A Pratical Look at Qlik & Tableau
by Marina James, on Oct 16, 2018 10:43:44 AM
Data visualization is a very mature space to say the least. Most companies have multiple data viz options. These tools and platforms can be amazing problem solvers turning analysts into heroes and transforming how the business measures success.
There are some pretty loyal camps in the data viz space, but it’s important to remember the tool should be chosen based on the need. Not the other way around.
Also, how do you know which tool to use if you have never applied it in a real-world scenario. The only way to understand how to best leverage your panoply of tools is practical experience.

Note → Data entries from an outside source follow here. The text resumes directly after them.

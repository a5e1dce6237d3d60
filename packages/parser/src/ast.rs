use serde::{Deserialize, Serialize};

/// Span information for source location tracking
#[derive(Debug, Clone, Copy, PartialEq, Eq, Serialize, Deserialize)]
pub struct Span {
    pub start: usize,
    pub end: usize,
}

impl Span {
    pub fn new(start: usize, end: usize) -> Self {
        Self { start, end }
    }
}

/// One parsed mustache construct.
///
/// Sections carry their nested tokens inline, so a section without a body is
/// unrepresentable and consumers can match exhaustively on the closed set.
#[derive(Debug, Clone, PartialEq, Serialize, Deserialize)]
#[serde(tag = "type")]
pub enum Token {
    /// Raw template text between tags
    Text { value: String, span: Span },

    /// `{{a.b}}` (escaped) or `{{{a.b}}}` / `{{& a.b}}` (unescaped)
    Variable {
        path: String,
        escaped: bool,
        span: Span,
    },

    /// `{{#x}}...{{/x}}` or, inverted, `{{^x}}...{{/x}}`
    Section {
        path: String,
        inverted: bool,
        children: Vec<Token>,
        span: Span,
    },

    /// `{{> name}}`
    Partial { name: String, span: Span },

    /// `{{! ... }}`
    Comment { span: Span },

    /// `{{=<% %>=}}`; switches the active tag delimiters from here on
    Delimiters {
        open: String,
        close: String,
        span: Span,
    },
}

impl Token {
    pub fn span(&self) -> Span {
        match self {
            Token::Text { span, .. }
            | Token::Variable { span, .. }
            | Token::Section { span, .. }
            | Token::Partial { span, .. }
            | Token::Comment { span }
            | Token::Delimiters { span, .. } => *span,
        }
    }
}
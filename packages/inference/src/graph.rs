use indexmap::{IndexMap, IndexSet};
use serde::{Deserialize, Serialize};
use stache_parser::Token;
use std::collections::HashMap;

/// Property key recorded for a bare `{{.}}` reference inside a section.
pub const SELF_KEY: &str = ".";

pub type NodeId = String;

#[derive(Debug, Clone, Copy, PartialEq, Eq, Serialize, Deserialize)]
pub enum NodeKind {
    /// A scalar or record-typed field reached by a dotted path
    Value,
    /// A field gating a conditional or repeated block
    Section,
    /// The root of one named template
    Template,
}

/// One node of the structure graph: a fact about a field (or template root)
/// being referenced somewhere.
#[derive(Debug, Clone, PartialEq, Serialize, Deserialize)]
pub struct StructureNode {
    pub id: NodeId,
    pub kind: NodeKind,
    /// Property key this node contributes to its parents
    pub key: String,
}

fn join_id(prefix: &str, name: &str) -> NodeId {
    format!("{prefix}_{name}")
}

/// Shared, deduplicated graph of field accesses across a family of templates.
///
/// Node identity is `parent id + field name`, so the same dotted path reached
/// from the same context always maps to one node no matter how many templates
/// or positions reference it. Partial references become edges to the other
/// template's root node; they are followed at resolution time, never expanded
/// here. The graph is assumed acyclic; mutually-including partials are the
/// caller's contract violation, tolerated by the resolver's visit guard.
#[derive(Debug, Default, Clone)]
pub struct StructureGraph {
    nodes: IndexMap<NodeId, StructureNode>,
    edges: HashMap<NodeId, IndexSet<NodeId>>,
    templates: Vec<String>,
}

impl StructureGraph {
    pub fn new() -> Self {
        Self::default()
    }

    /// Register a template body and merge its token stream into the graph.
    ///
    /// A `Template` node for `name` may already exist as a placeholder created
    /// by an earlier `{{> name}}` reference; merging into it is the point.
    pub fn add_template(&mut self, name: &str, tokens: &[Token]) {
        self.ensure_node(StructureNode {
            id: name.to_string(),
            kind: NodeKind::Template,
            key: name.to_string(),
        });

        let root = name.to_string();
        self.merge_tokens(&root, tokens);
        self.templates.push(name.to_string());
    }

    /// Template names in the order they were registered as sources.
    pub fn templates(&self) -> &[String] {
        &self.templates
    }

    pub fn is_registered(&self, name: &str) -> bool {
        self.templates.iter().any(|t| t == name)
    }

    pub fn node(&self, id: &str) -> Option<&StructureNode> {
        self.nodes.get(id)
    }

    /// All nodes in insertion order.
    pub fn nodes(&self) -> impl Iterator<Item = &StructureNode> {
        self.nodes.values()
    }

    /// Child ids of `id` in first-reference order.
    pub fn child_ids(&self, id: &str) -> Vec<NodeId> {
        self.edges
            .get(id)
            .map(|children| children.iter().cloned().collect())
            .unwrap_or_default()
    }

    fn ensure_node(&mut self, node: StructureNode) -> NodeId {
        let id = node.id.clone();
        self.nodes.entry(id.clone()).or_insert(node);
        id
    }

    fn ensure_child(&mut self, parent_id: &str, node: StructureNode) -> NodeId {
        let id = self.ensure_node(node);
        self.edges
            .entry(parent_id.to_string())
            .or_default()
            .insert(id.clone());
        id
    }

    fn ensure_value(&mut self, parent_id: &str, name: &str) -> NodeId {
        self.ensure_child(
            parent_id,
            StructureNode {
                id: join_id(parent_id, name),
                kind: NodeKind::Value,
                key: name.to_string(),
            },
        )
    }

    fn merge_tokens(&mut self, parent_id: &str, tokens: &[Token]) {
        for token in tokens {
            match token {
                Token::Text { .. } | Token::Comment { .. } | Token::Delimiters { .. } => {}
                Token::Variable { path, .. } => {
                    self.merge_value(parent_id, path);
                }
                Token::Partial { name, .. } => {
                    self.merge_partial(parent_id, name);
                }
                Token::Section { path, children, .. } => {
                    self.merge_section(parent_id, path, children);
                }
            }
        }
    }

    fn merge_value(&mut self, parent_id: &str, path: &str) {
        // A bare self-reference only means something as a section's direct
        // content; anywhere else it is inert.
        if path == SELF_KEY {
            let parent_kind = self.nodes.get(parent_id).map(|n| n.kind);
            if parent_kind == Some(NodeKind::Section) {
                self.ensure_value(parent_id, SELF_KEY);
            }
            return;
        }

        let (name, rest) = match path.split_once('.') {
            Some((name, rest)) => (name, Some(rest)),
            None => (path, None),
        };

        let node = self.ensure_value(parent_id, name);

        if let Some(rest) = rest {
            self.merge_value(&node, rest);
        }
    }

    /// Partials are recorded as an edge to the referenced template's own root
    /// node (creating a placeholder on first mention); their token stream is
    /// merged when (if ever) `add_template` is called for them.
    fn merge_partial(&mut self, parent_id: &str, name: &str) {
        self.ensure_child(
            parent_id,
            StructureNode {
                id: name.to_string(),
                kind: NodeKind::Template,
                key: name.to_string(),
            },
        );
    }

    fn merge_section(&mut self, parent_id: &str, path: &str, children: &[Token]) {
        // Sections can sit under record paths: `{{#a.b}}` is a section `b`
        // under the value node `a`.
        if let Some((name, rest)) = path.split_once('.') {
            let node = self.ensure_value(parent_id, name);
            self.merge_section(&node, rest, children);
            return;
        }

        let node = self.ensure_child(
            parent_id,
            StructureNode {
                id: join_id(parent_id, path),
                kind: NodeKind::Section,
                key: path.to_string(),
            },
        );

        self.merge_tokens(&node, children);
    }
}
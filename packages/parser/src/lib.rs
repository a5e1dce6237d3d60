//! Mustache template parsing.
//!
//! Turns template source into a tree of [`Token`]s: raw text, escaped and
//! unescaped variable references, sections (with their nested tokens carried
//! inline), partial references, comments, and delimiter changes. The token
//! tree is the input contract for both declaration inference and rendering.
//!
//! ## Example
//!
//! ```rust
//! use stache_parser::{parse, Token};
//!
//! let tokens = parse("Hello, {{name}}!").unwrap();
//! assert!(matches!(&tokens[1], Token::Variable { path, .. } if path == "name"));
//! ```

pub mod ast;
pub mod error;
pub mod tokenizer;

pub use ast::{Span, Token};
pub use error::{ParseError, ParseResult};
pub use tokenizer::{tokenize, DEFAULT_CLOSE, DEFAULT_OPEN};

/// Parse a template source into its token tree.
pub fn parse(source: &str) -> ParseResult<Vec<Token>> {
    tokenizer::tokenize(source)
}
use crate::error::{InferenceError, InferenceResult};
use crate::graph::{NodeId, NodeKind, StructureGraph, SELF_KEY};
use indexmap::IndexMap;
use serde::{Deserialize, Serialize};
use std::collections::{HashMap, HashSet};

/// One observed usage shape for a property key at a node. A key accumulates
/// several candidates when templates sharing the node use it inconsistently;
/// the serializer merges them into one union type.
#[derive(Debug, Clone, PartialEq, Eq, Serialize, Deserialize)]
pub enum Candidate {
    /// Bare scalar use (`{{x}}`)
    Value,
    /// A section whose block referenced nothing resolvable; truthy-or-absent
    /// with no shape
    Optional,
    /// Nested-record use (`{{x.y}}`)
    Record { type_name: String },
    /// Block or list use (`{{#x}}...{{/x}}`)
    Section { type_name: String },
    /// The literal `{{.}}` self-reference inside a section
    SelfRef,
}

/// The resolved shape of one graph node: its assigned type name plus every
/// usage hint collected per property key, in discovery order.
#[derive(Debug, Clone, PartialEq, Serialize, Deserialize)]
pub struct Resolution {
    pub type_name: String,
    pub candidates: IndexMap<String, Vec<Candidate>>,
}

impl Resolution {
    fn new(type_name: &str) -> Self {
        Self {
            type_name: type_name.to_string(),
            candidates: IndexMap::new(),
        }
    }

    fn add_candidate(&mut self, key: &str, candidate: Candidate) {
        self.candidates
            .entry(key.to_string())
            .or_default()
            .push(candidate);
    }

    /// True when every hint on every key is the self-reference: the node's
    /// type is "the value itself", not a record.
    pub fn is_self_only(&self) -> bool {
        !self.candidates.is_empty()
            && self
                .candidates
                .values()
                .all(|hints| hints.iter().all(|c| matches!(c, Candidate::SelfRef)))
    }
}

#[derive(Debug, Clone, Copy, PartialEq, Eq)]
enum Visit {
    InProgress,
    Done,
}

/// Bottom-up type resolution over a finished [`StructureGraph`].
///
/// Resolutions are registered before their children are walked, and the visit
/// table makes "already in progress" an explicit state, so partial-inclusion
/// chains that loop back into a node still on the call stack are skipped
/// instead of re-walked.
pub struct Resolver<'graph> {
    graph: &'graph StructureGraph,
    resolutions: IndexMap<NodeId, Resolution>,
    states: HashMap<NodeId, Visit>,
    /// Template nodes currently being inlined on this recursion chain
    inlining: HashSet<NodeId>,
}

fn upper_first(s: &str) -> String {
    let mut chars = s.chars();
    match chars.next() {
        None => String::new(),
        Some(first) => first.to_uppercase().chain(chars).collect(),
    }
}

/// Type name for a template root: upper-cased, with every run of characters
/// that would be invalid in a TypeScript identifier collapsed to `_` (template
/// names come from relative file paths).
fn namespace_for(template_name: &str) -> String {
    let mut out = String::new();
    let mut in_run = false;
    for ch in upper_first(template_name).chars() {
        if ch.is_ascii_alphanumeric() || ch == '_' {
            out.push(ch);
            in_run = false;
        } else if !in_run {
            out.push('_');
            in_run = true;
        }
    }
    out
}

impl<'graph> Resolver<'graph> {
    pub fn new(graph: &'graph StructureGraph) -> Self {
        Self {
            graph,
            resolutions: IndexMap::new(),
            states: HashMap::new(),
            inlining: HashSet::new(),
        }
    }

    /// Resolve every template root in the graph, then verify that each one was
    /// actually supplied as a source. A partial that was referenced but never
    /// registered fails here, before any output is produced.
    pub fn resolve_all(&mut self) -> InferenceResult<()> {
        let template_ids: Vec<NodeId> = self
            .graph
            .nodes()
            .filter(|n| n.kind == NodeKind::Template)
            .map(|n| n.id.clone())
            .collect();

        for id in &template_ids {
            self.resolve_node(id, &namespace_for(id));
        }

        for id in &template_ids {
            if !self.graph.is_registered(id) {
                return Err(InferenceError::UnknownTemplate(id.clone()));
            }
        }

        Ok(())
    }

    /// Resolutions in visitation order.
    pub fn resolutions(&self) -> impl Iterator<Item = &Resolution> {
        self.resolutions.values()
    }

    pub fn resolution(&self, id: &str) -> Option<&Resolution> {
        self.resolutions.get(id)
    }

    fn resolve_node(&mut self, id: &str, namespace: &str) {
        match self.states.get(id) {
            // Still on the call stack: a partial chain looped back here; the
            // registered placeholder already stands in for this node.
            Some(Visit::InProgress) => return,
            // Memoized: finished nodes are not re-walked.
            Some(Visit::Done) => return,
            None => {}
        }
        self.states.insert(id.to_string(), Visit::InProgress);

        // Registered before recursing so that partial chains looping back into
        // this node observe the placeholder instead of recursing forever.
        self.resolutions
            .insert(id.to_string(), Resolution::new(namespace));

        self.walk_children(id, namespace, id);

        self.states.insert(id.to_string(), Visit::Done);
    }

    /// Record candidates on `into`'s resolution for every child of `of`.
    /// `into != of` exactly when a partial's fields are being inlined.
    fn walk_children(&mut self, into: &str, namespace: &str, of: &str) {
        for child_id in self.graph.child_ids(of) {
            let Some(child) = self.graph.node(&child_id) else {
                continue;
            };
            let key = child.key.clone();

            match child.kind {
                NodeKind::Section => {
                    let child_ns = format!("{namespace}{}", upper_first(&key));
                    self.resolve_node(&child_id, &child_ns);

                    match self.resolutions.get(&child_id) {
                        // A block that referenced nothing resolvable is just a
                        // presence gate: drop its type, keep an optional hint.
                        None => self.add_candidate(into, &key, Candidate::Optional),
                        Some(section) if section.candidates.is_empty() => {
                            self.resolutions.shift_remove(&child_id);
                            self.add_candidate(into, &key, Candidate::Optional);
                        }
                        Some(section) => {
                            let type_name = section.type_name.clone();
                            self.add_candidate(into, &key, Candidate::Section { type_name });
                        }
                    }
                }
                NodeKind::Value => {
                    if self.graph.child_ids(&child_id).is_empty() {
                        if key == SELF_KEY {
                            self.add_candidate(into, &key, Candidate::SelfRef);
                        } else {
                            self.add_candidate(into, &key, Candidate::Value);
                        }
                    } else {
                        let child_ns = format!("{namespace}{}", upper_first(&key));
                        self.resolve_node(&child_id, &child_ns);

                        if let Some(record) = self.resolutions.get(&child_id) {
                            let type_name = record.type_name.clone();
                            self.add_candidate(into, &key, Candidate::Record { type_name });
                        }
                    }
                }
                NodeKind::Template => {
                    // Partials are transparently inlined into whichever context
                    // includes them: their fields land on the current node
                    // under the current namespace, with no mediating type. The
                    // inlining set stops mutually-including partial chains.
                    if child_id == into || self.inlining.contains(&child_id) {
                        continue;
                    }
                    self.inlining.insert(child_id.clone());
                    self.walk_children(into, namespace, &child_id);
                    self.inlining.remove(&child_id);
                }
            }
        }
    }

    fn add_candidate(&mut self, id: &str, key: &str, candidate: Candidate) {
        if let Some(resolution) = self.resolutions.get_mut(id) {
            resolution.add_candidate(key, candidate);
        }
    }
}
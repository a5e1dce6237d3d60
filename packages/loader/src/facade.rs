use crate::error::{LoaderError, LoaderResult};
use crate::loader::{TemplateLoader, TemplateSources};
use serde_json::Value;
use stache_evaluator::TemplateSet;
use stache_inference::{generate_declarations, StructureGraph};
use stache_parser::parse;

fn parse_all(sources: &TemplateSources) -> LoaderResult<TemplateSet> {
    let mut templates = TemplateSet::new();
    for (name, source) in sources {
        let tokens = parse(source).map_err(|source| LoaderError::Parse {
            template: name.clone(),
            source,
        })?;
        templates.insert(name.clone(), tokens);
    }
    Ok(templates)
}

/// Loads a template directory and emits TypeScript declarations for it.
pub struct Declarer {
    loader: TemplateLoader,
}

impl Declarer {
    pub fn new(loader: TemplateLoader) -> Self {
        Self { loader }
    }

    pub fn declare(&mut self) -> LoaderResult<String> {
        let sources = self.loader.load()?;
        let templates = parse_all(&sources)?;

        let mut graph = StructureGraph::new();
        for (name, tokens) in &templates {
            graph.add_template(name, tokens);
        }

        Ok(generate_declarations(&graph)?)
    }
}

/// Loads a template directory and renders templates from it, with every
/// loaded template available as a partial.
pub struct TemplateRenderer {
    loader: TemplateLoader,
}

impl TemplateRenderer {
    pub fn new(loader: TemplateLoader) -> Self {
        Self { loader }
    }

    pub fn render(&mut self, name: &str, params: &Value) -> LoaderResult<String> {
        let sources = self.loader.load()?;
        let templates = parse_all(&sources)?;
        Ok(stache_evaluator::render_template(name, params, &templates)?)
    }
}
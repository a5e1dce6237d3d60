use crate::error::{RenderError, RenderResult};
use serde_json::Value;
use stache_parser::Token;
use std::collections::BTreeMap;

/// Parsed templates by name; doubles as the partial set during rendering.
pub type TemplateSet = BTreeMap<String, Vec<Token>>;

/// Render the named template against `data`, with every template in the set
/// available as a partial.
pub fn render_template(name: &str, data: &Value, templates: &TemplateSet) -> RenderResult<String> {
    let tokens = templates
        .get(name)
        .ok_or_else(|| RenderError::UnknownTemplate(name.to_string()))?;
    render(tokens, data, templates)
}

/// Render a token tree against `data`.
pub fn render(tokens: &[Token], data: &Value, partials: &TemplateSet) -> RenderResult<String> {
    let mut out = String::new();
    let mut stack = vec![data];
    render_tokens(tokens, &mut stack, partials, &mut out)?;
    Ok(out)
}

fn render_tokens<'data>(
    tokens: &[Token],
    stack: &mut Vec<&'data Value>,
    partials: &TemplateSet,
    out: &mut String,
) -> RenderResult<()> {
    for token in tokens {
        match token {
            Token::Comment { .. } | Token::Delimiters { .. } => {}
            Token::Text { value, .. } => out.push_str(value),
            Token::Variable { path, escaped, .. } => {
                if let Some(value) = lookup(stack, path) {
                    let text = stringify(value);
                    if *escaped {
                        escape_html(&text, out);
                    } else {
                        out.push_str(&text);
                    }
                }
            }
            Token::Section {
                path,
                inverted,
                children,
                ..
            } => {
                render_section(path, *inverted, children, stack, partials, out)?;
            }
            Token::Partial { name, .. } => {
                // Unknown partials render as empty, matching the mustache spec
                if let Some(tokens) = partials.get(name) {
                    render_tokens(tokens, stack, partials, out)?;
                }
            }
        }
    }
    Ok(())
}

fn render_section<'data>(
    path: &str,
    inverted: bool,
    children: &[Token],
    stack: &mut Vec<&'data Value>,
    partials: &TemplateSet,
    out: &mut String,
) -> RenderResult<()> {
    let value = lookup(stack, path);
    let falsy = match value {
        None | Some(Value::Null) | Some(Value::Bool(false)) => true,
        Some(Value::Array(items)) => items.is_empty(),
        _ => false,
    };

    if inverted {
        if falsy {
            render_tokens(children, stack, partials, out)?;
        }
        return Ok(());
    }

    match value {
        _ if falsy => {}
        Some(Value::Array(items)) => {
            for item in items {
                stack.push(item);
                render_tokens(children, stack, partials, out)?;
                stack.pop();
            }
        }
        // Truthy booleans gate the block without becoming the context
        Some(Value::Bool(true)) => {
            render_tokens(children, stack, partials, out)?;
        }
        Some(value) => {
            stack.push(value);
            render_tokens(children, stack, partials, out)?;
            stack.pop();
        }
        None => {}
    }

    Ok(())
}

/// Resolve a dotted path against the context stack. The innermost frame whose
/// object contains the first segment wins; the rest of the path is resolved
/// within that frame only.
fn lookup<'data>(stack: &[&'data Value], path: &str) -> Option<&'data Value> {
    if path == "." {
        return stack.last().copied();
    }

    let mut segments = path.split('.');
    let first = segments.next()?;

    for frame in stack.iter().rev() {
        let Some(object) = frame.as_object() else {
            continue;
        };
        let Some(mut value) = object.get(first) else {
            continue;
        };
        for segment in segments {
            value = value.as_object()?.get(segment)?;
        }
        return Some(value);
    }

    None
}

fn stringify(value: &Value) -> String {
    match value {
        Value::Null => String::new(),
        Value::String(s) => s.clone(),
        Value::Number(n) => n.to_string(),
        Value::Bool(b) => b.to_string(),
        // Containers have no useful scalar form
        Value::Array(_) | Value::Object(_) => String::new(),
    }
}

/// mustache.js's escape table.
fn escape_html(text: &str, out: &mut String) {
    for ch in text.chars() {
        match ch {
            '&' => out.push_str("&amp;"),
            '<' => out.push_str("&lt;"),
            '>' => out.push_str("&gt;"),
            '"' => out.push_str("&quot;"),
            '\'' => out.push_str("&#39;"),
            '/' => out.push_str("&#x2F;"),
            '`' => out.push_str("&#x60;"),
            '=' => out.push_str("&#x3D;"),
            _ => out.push(ch),
        }
    }
}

As our customers trusted advisor, we must have deep tool expertise, so we can understand what problem they are trying to solve. Only then can we provide the right approach.
Recently, I was tasked with migrating an application from Qlik to Tableau, keeping as many of the functionalities present in the Qlik version while also adding in some interesting Tableau novelties to help the end user get the best possible post-migration experience. This blog post goes through my experience building a Qlik application in Tableau. I will highlight the major differences in each platform as they pertain to this use case. The data included in the mock-up is randomized data.
My intent is not to support one tool over the other; rather, it is to provide an overview of my experiences and opinions using both tools to give you a better idea of what each has to offer. Also, this article does not cover the entire platform of either tool. This post just covers visualization, and other core features such as security, embedded analytics, etc. should be consider by any company doing an evaluation. The right tool for your organization could be Qlik or Tableau… or MS Excel… or any other tool. This world can get confusing, so if you have questions, please reach out to email@example.com to get more information. If you have any comments, please feel free to leave them below.
View our Applications
Want to see this application in Qlik Sense? View our Qlik Sense application here.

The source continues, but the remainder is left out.